● **Records to use**:
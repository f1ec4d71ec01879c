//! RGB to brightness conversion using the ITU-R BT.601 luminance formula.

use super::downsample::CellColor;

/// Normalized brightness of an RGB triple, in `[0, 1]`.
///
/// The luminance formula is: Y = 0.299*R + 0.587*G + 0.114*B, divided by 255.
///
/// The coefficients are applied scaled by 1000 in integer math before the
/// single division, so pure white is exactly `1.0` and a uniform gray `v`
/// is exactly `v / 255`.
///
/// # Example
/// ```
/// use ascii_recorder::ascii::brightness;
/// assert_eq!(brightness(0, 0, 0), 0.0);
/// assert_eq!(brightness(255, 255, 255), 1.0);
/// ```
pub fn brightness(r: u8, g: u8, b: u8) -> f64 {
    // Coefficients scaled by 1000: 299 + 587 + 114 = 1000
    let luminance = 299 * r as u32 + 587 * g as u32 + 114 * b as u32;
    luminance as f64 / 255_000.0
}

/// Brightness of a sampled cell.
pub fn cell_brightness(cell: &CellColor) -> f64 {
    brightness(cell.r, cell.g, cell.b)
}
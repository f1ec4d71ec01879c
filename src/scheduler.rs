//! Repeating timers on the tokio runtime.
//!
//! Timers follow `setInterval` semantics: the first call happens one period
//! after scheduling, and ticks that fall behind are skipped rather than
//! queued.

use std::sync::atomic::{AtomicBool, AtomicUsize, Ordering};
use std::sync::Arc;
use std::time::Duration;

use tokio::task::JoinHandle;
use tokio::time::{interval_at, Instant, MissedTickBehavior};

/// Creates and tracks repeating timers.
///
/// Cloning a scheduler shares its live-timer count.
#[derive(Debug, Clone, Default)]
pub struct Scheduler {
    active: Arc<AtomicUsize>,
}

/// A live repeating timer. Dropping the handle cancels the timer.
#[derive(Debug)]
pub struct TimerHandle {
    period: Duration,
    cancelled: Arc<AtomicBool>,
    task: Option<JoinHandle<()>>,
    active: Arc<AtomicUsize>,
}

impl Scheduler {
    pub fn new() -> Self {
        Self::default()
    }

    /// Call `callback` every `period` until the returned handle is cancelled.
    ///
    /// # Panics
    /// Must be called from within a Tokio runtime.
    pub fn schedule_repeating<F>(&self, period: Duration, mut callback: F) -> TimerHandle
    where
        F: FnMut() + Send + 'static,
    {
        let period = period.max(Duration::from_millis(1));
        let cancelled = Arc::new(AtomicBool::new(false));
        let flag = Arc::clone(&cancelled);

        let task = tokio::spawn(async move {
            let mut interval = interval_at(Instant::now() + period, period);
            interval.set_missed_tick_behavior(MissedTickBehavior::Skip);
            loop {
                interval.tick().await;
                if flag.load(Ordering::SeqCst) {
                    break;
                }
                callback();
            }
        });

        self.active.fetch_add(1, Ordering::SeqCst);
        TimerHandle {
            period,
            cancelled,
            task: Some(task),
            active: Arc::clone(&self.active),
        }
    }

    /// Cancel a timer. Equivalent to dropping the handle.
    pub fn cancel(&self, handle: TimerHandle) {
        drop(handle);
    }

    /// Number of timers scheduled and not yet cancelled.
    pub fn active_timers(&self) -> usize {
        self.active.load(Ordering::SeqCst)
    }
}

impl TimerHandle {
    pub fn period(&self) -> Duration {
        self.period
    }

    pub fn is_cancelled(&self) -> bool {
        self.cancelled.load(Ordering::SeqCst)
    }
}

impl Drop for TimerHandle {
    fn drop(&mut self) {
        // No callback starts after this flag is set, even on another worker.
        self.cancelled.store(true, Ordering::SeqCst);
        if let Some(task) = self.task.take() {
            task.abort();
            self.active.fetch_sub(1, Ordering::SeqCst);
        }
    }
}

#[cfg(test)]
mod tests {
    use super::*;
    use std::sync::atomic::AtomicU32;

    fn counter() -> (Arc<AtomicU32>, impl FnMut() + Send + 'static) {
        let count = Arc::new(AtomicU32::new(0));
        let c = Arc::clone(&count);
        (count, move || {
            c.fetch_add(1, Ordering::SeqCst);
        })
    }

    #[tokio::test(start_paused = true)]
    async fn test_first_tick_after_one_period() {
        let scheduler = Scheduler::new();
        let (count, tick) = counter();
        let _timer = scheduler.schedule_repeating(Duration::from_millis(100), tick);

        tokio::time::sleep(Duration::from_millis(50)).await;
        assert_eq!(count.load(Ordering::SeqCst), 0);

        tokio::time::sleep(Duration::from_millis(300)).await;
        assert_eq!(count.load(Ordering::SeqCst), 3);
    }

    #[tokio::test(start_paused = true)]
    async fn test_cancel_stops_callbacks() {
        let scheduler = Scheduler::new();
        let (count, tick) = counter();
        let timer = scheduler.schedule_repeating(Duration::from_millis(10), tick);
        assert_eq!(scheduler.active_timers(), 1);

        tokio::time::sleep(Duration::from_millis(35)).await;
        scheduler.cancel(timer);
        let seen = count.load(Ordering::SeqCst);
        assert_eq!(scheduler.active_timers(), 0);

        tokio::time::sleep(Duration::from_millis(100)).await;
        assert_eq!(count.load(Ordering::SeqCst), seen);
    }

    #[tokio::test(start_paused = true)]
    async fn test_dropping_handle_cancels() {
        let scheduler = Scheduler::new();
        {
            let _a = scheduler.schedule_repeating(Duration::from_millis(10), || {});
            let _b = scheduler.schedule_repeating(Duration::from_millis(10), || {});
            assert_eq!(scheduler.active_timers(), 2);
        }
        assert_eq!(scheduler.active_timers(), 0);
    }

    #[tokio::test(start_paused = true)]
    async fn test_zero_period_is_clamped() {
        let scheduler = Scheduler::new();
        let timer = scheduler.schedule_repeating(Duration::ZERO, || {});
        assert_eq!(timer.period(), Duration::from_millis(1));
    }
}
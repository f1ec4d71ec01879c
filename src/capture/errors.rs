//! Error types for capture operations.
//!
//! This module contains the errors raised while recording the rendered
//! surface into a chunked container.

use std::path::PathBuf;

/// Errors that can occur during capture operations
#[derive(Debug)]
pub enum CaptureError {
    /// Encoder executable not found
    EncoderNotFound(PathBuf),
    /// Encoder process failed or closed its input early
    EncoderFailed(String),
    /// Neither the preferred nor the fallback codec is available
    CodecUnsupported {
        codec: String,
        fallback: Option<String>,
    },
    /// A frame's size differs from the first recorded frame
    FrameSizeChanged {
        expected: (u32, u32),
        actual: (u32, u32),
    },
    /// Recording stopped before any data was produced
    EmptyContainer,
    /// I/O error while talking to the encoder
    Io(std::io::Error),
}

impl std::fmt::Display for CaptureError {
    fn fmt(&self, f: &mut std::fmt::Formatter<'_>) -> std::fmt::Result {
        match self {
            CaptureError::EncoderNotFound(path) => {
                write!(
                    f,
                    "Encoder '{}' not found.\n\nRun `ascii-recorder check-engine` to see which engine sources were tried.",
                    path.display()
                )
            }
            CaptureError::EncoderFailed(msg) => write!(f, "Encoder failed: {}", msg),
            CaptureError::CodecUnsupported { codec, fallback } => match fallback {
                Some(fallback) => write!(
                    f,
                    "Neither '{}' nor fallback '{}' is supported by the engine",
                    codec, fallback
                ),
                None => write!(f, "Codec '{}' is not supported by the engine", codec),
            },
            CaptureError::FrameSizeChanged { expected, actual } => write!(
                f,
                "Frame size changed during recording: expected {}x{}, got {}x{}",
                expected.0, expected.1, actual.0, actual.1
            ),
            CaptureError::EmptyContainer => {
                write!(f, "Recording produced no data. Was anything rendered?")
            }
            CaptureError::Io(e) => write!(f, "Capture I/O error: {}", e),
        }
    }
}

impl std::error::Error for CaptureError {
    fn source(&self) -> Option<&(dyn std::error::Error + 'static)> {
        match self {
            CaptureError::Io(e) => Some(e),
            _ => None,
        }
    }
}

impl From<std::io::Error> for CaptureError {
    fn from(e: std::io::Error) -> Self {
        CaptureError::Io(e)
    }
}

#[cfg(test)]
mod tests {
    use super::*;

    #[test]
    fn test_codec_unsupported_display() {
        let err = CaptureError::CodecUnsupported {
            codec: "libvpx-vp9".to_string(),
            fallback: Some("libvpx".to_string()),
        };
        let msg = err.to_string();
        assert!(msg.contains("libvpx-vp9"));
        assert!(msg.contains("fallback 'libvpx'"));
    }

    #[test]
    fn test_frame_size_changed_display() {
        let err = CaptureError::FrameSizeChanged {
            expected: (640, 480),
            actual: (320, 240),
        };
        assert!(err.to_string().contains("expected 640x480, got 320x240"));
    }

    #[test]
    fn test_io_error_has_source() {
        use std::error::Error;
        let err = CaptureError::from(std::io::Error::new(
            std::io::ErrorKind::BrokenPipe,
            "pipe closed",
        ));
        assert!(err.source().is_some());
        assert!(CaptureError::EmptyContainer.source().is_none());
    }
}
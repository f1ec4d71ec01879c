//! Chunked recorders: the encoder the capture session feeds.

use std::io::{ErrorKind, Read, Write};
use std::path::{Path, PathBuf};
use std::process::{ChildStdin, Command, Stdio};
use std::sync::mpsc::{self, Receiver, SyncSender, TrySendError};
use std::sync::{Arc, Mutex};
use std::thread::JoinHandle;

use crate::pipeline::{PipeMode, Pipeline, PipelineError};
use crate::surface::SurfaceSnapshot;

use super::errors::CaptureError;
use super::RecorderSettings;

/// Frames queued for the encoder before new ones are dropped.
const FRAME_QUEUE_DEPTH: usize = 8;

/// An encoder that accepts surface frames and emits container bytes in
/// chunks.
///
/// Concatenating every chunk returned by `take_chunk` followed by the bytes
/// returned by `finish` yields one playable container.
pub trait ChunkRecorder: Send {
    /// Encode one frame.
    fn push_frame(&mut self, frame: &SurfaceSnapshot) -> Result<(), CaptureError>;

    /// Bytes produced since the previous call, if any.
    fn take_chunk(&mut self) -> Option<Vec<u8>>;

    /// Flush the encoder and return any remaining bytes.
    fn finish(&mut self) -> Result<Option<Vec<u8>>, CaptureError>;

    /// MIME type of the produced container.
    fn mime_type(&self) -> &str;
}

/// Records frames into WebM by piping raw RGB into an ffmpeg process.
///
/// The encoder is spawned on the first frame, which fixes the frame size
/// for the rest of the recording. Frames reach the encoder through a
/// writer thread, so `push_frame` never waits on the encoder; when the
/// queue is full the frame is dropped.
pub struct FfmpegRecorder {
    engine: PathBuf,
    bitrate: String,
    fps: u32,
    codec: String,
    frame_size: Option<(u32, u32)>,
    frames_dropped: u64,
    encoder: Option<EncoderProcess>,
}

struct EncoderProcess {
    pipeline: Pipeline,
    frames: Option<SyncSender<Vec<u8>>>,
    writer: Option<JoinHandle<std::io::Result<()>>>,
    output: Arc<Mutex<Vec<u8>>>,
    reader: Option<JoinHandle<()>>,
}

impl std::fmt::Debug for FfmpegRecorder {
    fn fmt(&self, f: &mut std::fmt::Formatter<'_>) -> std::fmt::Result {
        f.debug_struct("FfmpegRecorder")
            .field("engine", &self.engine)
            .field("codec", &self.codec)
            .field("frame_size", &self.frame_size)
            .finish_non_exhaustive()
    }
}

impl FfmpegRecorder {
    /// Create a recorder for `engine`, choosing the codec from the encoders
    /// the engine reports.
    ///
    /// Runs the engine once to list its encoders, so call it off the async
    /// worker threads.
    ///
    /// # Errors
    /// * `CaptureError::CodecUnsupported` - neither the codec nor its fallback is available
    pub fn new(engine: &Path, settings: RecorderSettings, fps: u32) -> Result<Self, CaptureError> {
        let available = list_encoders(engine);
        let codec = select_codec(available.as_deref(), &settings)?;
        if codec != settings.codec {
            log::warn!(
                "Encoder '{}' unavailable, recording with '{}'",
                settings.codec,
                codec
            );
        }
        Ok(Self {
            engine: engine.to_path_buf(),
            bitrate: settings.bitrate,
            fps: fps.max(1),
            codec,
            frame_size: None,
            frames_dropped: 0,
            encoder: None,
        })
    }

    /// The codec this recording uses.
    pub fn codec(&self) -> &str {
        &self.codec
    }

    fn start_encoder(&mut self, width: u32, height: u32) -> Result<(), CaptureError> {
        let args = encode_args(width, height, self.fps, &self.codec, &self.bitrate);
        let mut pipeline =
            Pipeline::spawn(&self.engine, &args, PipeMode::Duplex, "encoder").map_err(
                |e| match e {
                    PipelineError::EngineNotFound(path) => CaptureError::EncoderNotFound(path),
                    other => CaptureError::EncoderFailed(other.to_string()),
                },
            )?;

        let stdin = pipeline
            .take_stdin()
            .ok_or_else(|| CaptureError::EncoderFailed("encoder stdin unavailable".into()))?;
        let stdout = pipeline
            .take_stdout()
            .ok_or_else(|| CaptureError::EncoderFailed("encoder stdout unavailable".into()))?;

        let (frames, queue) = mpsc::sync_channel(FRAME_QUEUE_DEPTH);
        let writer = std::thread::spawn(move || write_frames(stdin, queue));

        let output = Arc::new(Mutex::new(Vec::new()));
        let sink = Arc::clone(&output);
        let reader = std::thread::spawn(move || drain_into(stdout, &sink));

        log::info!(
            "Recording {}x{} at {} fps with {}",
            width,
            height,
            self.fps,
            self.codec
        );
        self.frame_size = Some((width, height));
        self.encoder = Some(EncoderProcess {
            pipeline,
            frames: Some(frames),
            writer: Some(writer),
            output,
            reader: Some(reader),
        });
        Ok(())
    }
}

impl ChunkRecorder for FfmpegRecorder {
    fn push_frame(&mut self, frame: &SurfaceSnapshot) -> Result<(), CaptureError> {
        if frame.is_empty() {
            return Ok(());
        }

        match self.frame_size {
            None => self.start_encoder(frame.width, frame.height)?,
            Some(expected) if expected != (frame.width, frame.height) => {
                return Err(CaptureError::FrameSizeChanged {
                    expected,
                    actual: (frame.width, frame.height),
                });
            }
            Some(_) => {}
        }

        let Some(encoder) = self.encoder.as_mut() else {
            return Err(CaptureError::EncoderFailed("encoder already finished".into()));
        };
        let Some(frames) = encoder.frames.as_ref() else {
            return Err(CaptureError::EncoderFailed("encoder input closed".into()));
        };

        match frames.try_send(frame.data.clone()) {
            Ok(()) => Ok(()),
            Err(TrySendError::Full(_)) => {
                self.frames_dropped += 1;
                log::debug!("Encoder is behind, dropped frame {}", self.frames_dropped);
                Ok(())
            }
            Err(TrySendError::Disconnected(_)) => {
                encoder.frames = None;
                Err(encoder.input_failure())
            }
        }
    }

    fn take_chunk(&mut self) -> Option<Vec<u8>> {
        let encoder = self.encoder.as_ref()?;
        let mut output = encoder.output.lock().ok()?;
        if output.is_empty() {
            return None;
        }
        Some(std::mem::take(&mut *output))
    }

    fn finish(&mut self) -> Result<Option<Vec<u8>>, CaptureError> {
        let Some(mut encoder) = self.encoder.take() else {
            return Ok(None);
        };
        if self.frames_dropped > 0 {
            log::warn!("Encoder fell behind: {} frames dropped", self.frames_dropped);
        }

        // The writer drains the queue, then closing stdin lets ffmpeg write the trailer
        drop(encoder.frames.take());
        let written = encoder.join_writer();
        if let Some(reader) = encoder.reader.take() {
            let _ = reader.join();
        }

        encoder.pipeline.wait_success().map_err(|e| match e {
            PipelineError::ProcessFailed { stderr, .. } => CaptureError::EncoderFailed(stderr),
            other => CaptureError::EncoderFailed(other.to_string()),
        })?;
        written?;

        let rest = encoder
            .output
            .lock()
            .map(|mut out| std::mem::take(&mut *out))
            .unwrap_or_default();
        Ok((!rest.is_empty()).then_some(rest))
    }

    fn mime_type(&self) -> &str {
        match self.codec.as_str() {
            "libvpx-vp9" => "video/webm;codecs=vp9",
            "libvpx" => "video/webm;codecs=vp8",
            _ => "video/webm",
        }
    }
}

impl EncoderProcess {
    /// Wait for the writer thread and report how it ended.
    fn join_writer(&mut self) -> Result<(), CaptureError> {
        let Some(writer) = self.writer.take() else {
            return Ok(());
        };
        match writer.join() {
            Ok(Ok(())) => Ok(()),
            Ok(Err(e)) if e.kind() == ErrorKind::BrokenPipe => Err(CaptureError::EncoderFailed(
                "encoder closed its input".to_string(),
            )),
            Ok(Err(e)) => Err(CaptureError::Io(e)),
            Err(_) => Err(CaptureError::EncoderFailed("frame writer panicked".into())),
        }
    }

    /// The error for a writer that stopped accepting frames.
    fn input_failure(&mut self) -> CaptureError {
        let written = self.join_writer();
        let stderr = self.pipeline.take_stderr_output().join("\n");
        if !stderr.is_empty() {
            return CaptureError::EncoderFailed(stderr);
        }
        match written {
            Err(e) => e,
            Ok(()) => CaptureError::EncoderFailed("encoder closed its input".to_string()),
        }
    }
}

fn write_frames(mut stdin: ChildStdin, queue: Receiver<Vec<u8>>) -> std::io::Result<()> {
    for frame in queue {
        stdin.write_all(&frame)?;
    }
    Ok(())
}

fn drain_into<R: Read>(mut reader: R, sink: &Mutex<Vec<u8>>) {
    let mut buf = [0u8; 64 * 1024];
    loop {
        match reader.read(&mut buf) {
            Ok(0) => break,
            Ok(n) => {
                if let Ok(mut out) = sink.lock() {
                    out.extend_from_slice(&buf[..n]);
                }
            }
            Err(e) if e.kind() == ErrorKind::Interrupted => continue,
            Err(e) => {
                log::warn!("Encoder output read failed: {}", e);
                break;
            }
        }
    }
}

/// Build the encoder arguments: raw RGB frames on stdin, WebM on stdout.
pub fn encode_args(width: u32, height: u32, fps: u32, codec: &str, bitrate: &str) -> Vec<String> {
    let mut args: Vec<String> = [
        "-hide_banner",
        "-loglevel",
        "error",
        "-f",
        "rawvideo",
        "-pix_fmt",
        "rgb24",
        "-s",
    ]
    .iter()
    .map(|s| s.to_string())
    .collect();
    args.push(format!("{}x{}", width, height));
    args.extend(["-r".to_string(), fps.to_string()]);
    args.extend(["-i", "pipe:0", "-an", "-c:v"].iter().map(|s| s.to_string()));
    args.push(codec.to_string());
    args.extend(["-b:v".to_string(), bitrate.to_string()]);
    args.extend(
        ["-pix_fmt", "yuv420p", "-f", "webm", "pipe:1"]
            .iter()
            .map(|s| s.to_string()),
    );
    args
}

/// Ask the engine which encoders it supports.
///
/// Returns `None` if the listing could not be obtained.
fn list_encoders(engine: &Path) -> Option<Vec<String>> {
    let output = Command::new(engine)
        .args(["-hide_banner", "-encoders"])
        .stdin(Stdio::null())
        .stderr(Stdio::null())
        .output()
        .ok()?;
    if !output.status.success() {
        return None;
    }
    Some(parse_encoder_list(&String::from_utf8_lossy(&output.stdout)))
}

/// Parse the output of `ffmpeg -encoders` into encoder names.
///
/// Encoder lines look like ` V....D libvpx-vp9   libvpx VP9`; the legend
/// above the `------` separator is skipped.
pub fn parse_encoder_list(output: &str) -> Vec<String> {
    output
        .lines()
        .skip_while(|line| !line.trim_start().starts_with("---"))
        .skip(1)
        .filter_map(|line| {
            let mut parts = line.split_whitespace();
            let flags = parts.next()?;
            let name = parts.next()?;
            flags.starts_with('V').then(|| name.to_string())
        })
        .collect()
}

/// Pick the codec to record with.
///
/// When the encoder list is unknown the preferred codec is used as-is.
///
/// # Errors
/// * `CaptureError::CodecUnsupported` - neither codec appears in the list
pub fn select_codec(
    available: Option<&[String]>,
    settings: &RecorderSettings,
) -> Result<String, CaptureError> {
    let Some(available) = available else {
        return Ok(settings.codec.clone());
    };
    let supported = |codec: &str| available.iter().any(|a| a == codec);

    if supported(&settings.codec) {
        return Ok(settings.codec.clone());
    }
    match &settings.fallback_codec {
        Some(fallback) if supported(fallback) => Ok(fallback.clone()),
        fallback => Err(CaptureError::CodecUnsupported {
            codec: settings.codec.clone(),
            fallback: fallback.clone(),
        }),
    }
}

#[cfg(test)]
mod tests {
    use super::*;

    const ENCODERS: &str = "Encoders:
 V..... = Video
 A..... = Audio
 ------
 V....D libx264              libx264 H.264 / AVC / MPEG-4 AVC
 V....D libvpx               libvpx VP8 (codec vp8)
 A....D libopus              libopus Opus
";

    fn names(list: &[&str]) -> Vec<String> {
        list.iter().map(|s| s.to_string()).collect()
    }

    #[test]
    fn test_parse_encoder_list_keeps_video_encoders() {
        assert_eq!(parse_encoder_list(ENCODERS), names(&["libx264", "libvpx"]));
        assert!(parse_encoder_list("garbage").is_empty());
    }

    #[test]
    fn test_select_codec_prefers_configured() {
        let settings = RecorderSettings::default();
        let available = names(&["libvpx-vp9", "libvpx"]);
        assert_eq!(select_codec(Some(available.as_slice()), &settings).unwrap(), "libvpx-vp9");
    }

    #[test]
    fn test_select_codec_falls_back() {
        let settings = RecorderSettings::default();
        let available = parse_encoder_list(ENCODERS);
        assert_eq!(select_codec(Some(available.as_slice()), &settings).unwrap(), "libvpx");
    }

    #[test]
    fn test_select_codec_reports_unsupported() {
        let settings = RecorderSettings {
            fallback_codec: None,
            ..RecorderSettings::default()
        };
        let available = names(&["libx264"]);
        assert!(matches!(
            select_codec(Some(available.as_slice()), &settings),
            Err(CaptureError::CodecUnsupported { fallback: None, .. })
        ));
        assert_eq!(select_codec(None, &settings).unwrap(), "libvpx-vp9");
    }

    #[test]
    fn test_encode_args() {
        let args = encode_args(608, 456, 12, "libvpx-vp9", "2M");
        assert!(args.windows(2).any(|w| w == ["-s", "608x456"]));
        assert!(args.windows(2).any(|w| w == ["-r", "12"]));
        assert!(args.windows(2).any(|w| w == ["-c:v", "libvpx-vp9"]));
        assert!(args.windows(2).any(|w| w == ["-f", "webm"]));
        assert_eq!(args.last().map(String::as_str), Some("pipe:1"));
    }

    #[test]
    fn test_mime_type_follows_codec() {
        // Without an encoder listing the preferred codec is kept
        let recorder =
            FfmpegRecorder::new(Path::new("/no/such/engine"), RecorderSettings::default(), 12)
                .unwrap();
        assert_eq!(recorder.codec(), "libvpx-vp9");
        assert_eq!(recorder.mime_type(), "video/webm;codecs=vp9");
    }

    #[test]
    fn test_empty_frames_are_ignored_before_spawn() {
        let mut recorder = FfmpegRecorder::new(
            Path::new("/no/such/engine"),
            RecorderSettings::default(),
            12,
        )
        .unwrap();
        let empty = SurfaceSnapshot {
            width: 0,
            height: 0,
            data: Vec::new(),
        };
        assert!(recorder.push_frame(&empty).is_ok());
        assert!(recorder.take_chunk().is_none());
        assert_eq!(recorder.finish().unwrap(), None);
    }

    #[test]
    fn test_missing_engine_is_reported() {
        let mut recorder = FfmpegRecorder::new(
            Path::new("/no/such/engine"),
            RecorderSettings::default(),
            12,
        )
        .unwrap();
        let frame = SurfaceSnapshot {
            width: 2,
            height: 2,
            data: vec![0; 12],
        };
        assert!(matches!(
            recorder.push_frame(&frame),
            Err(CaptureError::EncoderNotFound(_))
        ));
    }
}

● **Work to be completed**:
Once you reach the line containing "let luminance = 299", include it and stop; until then, reproduce each line of the listing from its start exactly.

● **Answer for the task**:
repository f1ec4d71ec01879c
//! RGB to brightness conversion using the ITU-R BT.601 luminance formula.

use super::downsample::CellColor;

/// Normalized brightness of an RGB triple, in `[0, 1]`.
///
/// The luminance formula is: Y = 0.299*R + 0.587*G + 0.114*B, divided by 255.
///
/// The coefficients are applied scaled by 1000 in integer math before the
/// single division, so pure white is exactly `1.0` and a uniform gray `v`
/// is exactly `v / 255`.
///
/// # Example
/// ```
/// use ascii_recorder::ascii::brightness;
/// assert_eq!(brightness(0, 0, 0), 0.0);
/// assert_eq!(brightness(255, 255, 255), 1.0);
/// ```
pub fn brightness(r: u8, g: u8, b: u8) -> f64 {
    // Coefficients scaled by 1000: 299 + 587 + 114 = 1000
    let luminance = 299 * r as u32 + 587 * g as u32 + 114 * b as u32;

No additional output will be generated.